▶ EXERCISE:
Once you have read the data below, write it all out exactly.

Stored items

= = = = =

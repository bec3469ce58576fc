#![allow(dead_code)]

use api_client::PriceSource;
use api_client::error::ApiError;
use async_trait::async_trait;
use chrono::{DateTime, Duration, NaiveDate, Utc};
use configuration::{Config, DaysBasis, TrackedAsset, Tracking};
use core_types::{GridPoint, Kline, PriceSnapshot};
use database::{MemoryRepository, RiskRepository};
use rust_decimal::Decimal;
use rust_decimal_macros::dec;
use std::collections::HashMap;
use std::sync::{Arc, Mutex};

/// A price source that answers from fixed tables.
#[derive(Default)]
pub struct StubPrices {
    prices: Mutex<HashMap<String, Decimal>>,
    klines: Mutex<HashMap<String, Vec<Kline>>>,
}

impl StubPrices {
    pub fn set_price(&self, symbol: &str, price: Decimal) {
        self.prices.lock().unwrap().insert(symbol.to_string(), price);
    }

    /// Makes `current_price` fail for `symbol` from now on.
    pub fn clear_price(&self, symbol: &str) {
        self.prices.lock().unwrap().remove(symbol);
    }

    pub fn add_daily_close(&self, symbol: &str, day: NaiveDate, close: Decimal) {
        let open_time = day.and_hms_opt(0, 0, 0).unwrap().and_utc();
        let kline = Kline {
            open_time,
            open: close,
            high: close,
            low: close,
            close,
            volume: dec!(1),
            close_time: open_time + Duration::days(1) - Duration::milliseconds(1),
            interval: "1d".to_string(),
        };
        self.klines
            .lock()
            .unwrap()
            .entry(symbol.to_string())
            .or_default()
            .push(kline);
    }
}

#[async_trait]
impl PriceSource for StubPrices {
    async fn current_price(&self, symbol: &str) -> Result<PriceSnapshot, ApiError> {
        let price = self
            .prices
            .lock()
            .unwrap()
            .get(symbol)
            .copied()
            .ok_or_else(|| ApiError::BinanceError(-1121, "Invalid symbol.".to_string()))?;
        Ok(PriceSnapshot {
            symbol: symbol.to_string(),
            price,
            fetched_at: Utc::now(),
        })
    }

    async fn fetch_klines(
        &self,
        symbol: &str,
        _interval: &str,
        start_time: DateTime<Utc>,
        end_time: DateTime<Utc>,
    ) -> Result<Vec<Kline>, ApiError> {
        let klines = self.klines.lock().unwrap();
        Ok(klines
            .get(symbol)
            .map(|all| {
                all.iter()
                    .filter(|k| k.open_time >= start_time && k.open_time <= end_time)
                    .cloned()
                    .collect()
            })
            .unwrap_or_default())
    }
}

pub fn day(y: i32, m: u32, d: u32) -> NaiveDate {
    NaiveDate::from_ymd_opt(y, m, d).unwrap()
}

pub fn config(symbols: &[&str]) -> Config {
    Config {
        tracking: Tracking {
            days_basis: DaysBasis::TrackingStart,
            assets: symbols
                .iter()
                .map(|s| TrackedAsset {
                    symbol: s.to_string(),
                    listed_on: None,
                })
                .collect(),
        },
        ..Config::default()
    }
}

/// A straight-line grid: risk 0 at `low`, risk 1 at `high`.
pub async fn linear_grid(repo: &MemoryRepository, symbol: &str, low: Decimal, high: Decimal) {
    repo.replace_grid(
        symbol,
        &[
            GridPoint::new(symbol, low, dec!(0)),
            GridPoint::new(symbol, high, dec!(1)),
        ],
    )
    .await
    .unwrap();
}

pub fn shared(repo: MemoryRepository, prices: StubPrices) -> (Arc<MemoryRepository>, Arc<StubPrices>) {
    (Arc::new(repo), Arc::new(prices))
}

= = = = =

▶ REPLY:
repository bec3469ce58576fc
#![allow(dead_code)]

use api_client::PriceSource;
use api_client::error::ApiError;
use async_trait::async_trait;
use chrono::{DateTime, Duration, NaiveDate, Utc};
use configuration::{Config, DaysBasis, TrackedAsset, Tracking};
use core_types::{GridPoint, Kline, PriceSnapshot};
use database::{MemoryRepository, RiskRepository};
use rust_decimal::Decimal;
use rust_decimal_macros::dec;
use std::collections::HashMap;
use std::sync::{Arc, Mutex};

/// A price source that answers from fixed tables.
#[derive(Default)]
pub struct StubPrices {
    prices: Mutex<HashMap<String, Decimal>>,
    klines: Mutex<HashMap<String, Vec<Kline>>>,
}

impl StubPrices {
    pub fn set_price(&self, symbol: &str, price: Decimal) {
        self.prices.lock().unwrap().insert(symbol.to_string(), price);
    }

    /// Makes `current_price` fail for `symbol` from now on.
    pub fn clear_price(&self, symbol: &str) {
        self.prices.lock().unwrap().remove(symbol);
    }

    pub fn add_daily_close(&self, symbol: &str, day: NaiveDate, close: Decimal) {
        let open_time = day.and_hms_opt(0, 0, 0).unwrap().and_utc();
        let kline = Kline {
            open_time,
            open: close,
            high: close,
            low: close,
            close,
            volume: dec!(1),
            close_time: open_time + Duration::days(1) - Duration::milliseconds(1),
            interval: "1d".to_string(),
        };
        self.klines
            .lock()
            .unwrap()
            .entry(symbol.to_string())
            .or_default()
            .push(kline);
    }
}

#[async_trait]
impl PriceSource for StubPrices {
    async fn current_price(&self, symbol: &str) -> Result<PriceSnapshot, ApiError> {
        let price = self
            .prices
            .lock()
            .unwrap()
            .get(symbol)
            .copied()
            .ok_or_else(|| ApiError::BinanceError(-1121, "Invalid symbol.".to_string()))?;
        Ok(PriceSnapshot {
            symbol: symbol.to_string(),
            price,
            fetched_at: Utc::now(),
        })
    }

    async fn fetch_klines(
        &self,
        symbol: &str,
        _interval: &str,
        start_time: DateTime<Utc>,
        end_time: DateTime<Utc>,
    ) -> Result<Vec<Kline>, ApiError> {
        let klines = self.klines.lock().unwrap();
        Ok(klines
            .get(symbol)
            .map(|all| {
                all.iter()
                    .filter(|k| k.open_time >= start_time && k.open_time <= end_time)
                    .cloned()
                    .collect()
            })
            .unwrap_or_default())
    }
}

pub fn day(y: i32, m: u32, d: u32) -> NaiveDate {
    NaiveDate::from_ymd_opt(y, m, d).unwrap()
}

pub fn config(symbols: &[&str]) -> Config {
    Config {
        tracking: Tracking {
            days_basis: DaysBasis::TrackingStart,
            assets: symbols
                .iter()
                .map(|s| TrackedAsset {
                    symbol: s.to_string(),
                    listed_on: None,
                })
                .collect(),
        },
        ..Config::default()
    }
}

/// A straight-line grid: risk 0 at `low`, risk 1 at `high`.
pub async fn linear_grid(repo: &MemoryRepository, symbol: &str, low: Decimal, high: Decimal) {
    repo.replace_grid(
        symbol,
        &[
            GridPoint::new(symbol, low, dec!(0)),
            GridPoint::new(symbol, high, dec!(1)),
        ],
    )
    .await
    .unwrap();
}

pub fn shared(repo: MemoryRepository, prices: StubPrices) -> (Arc<MemoryRepository>, Arc<StubPrices>) {
    (Arc::new(repo), Arc::new(prices))
}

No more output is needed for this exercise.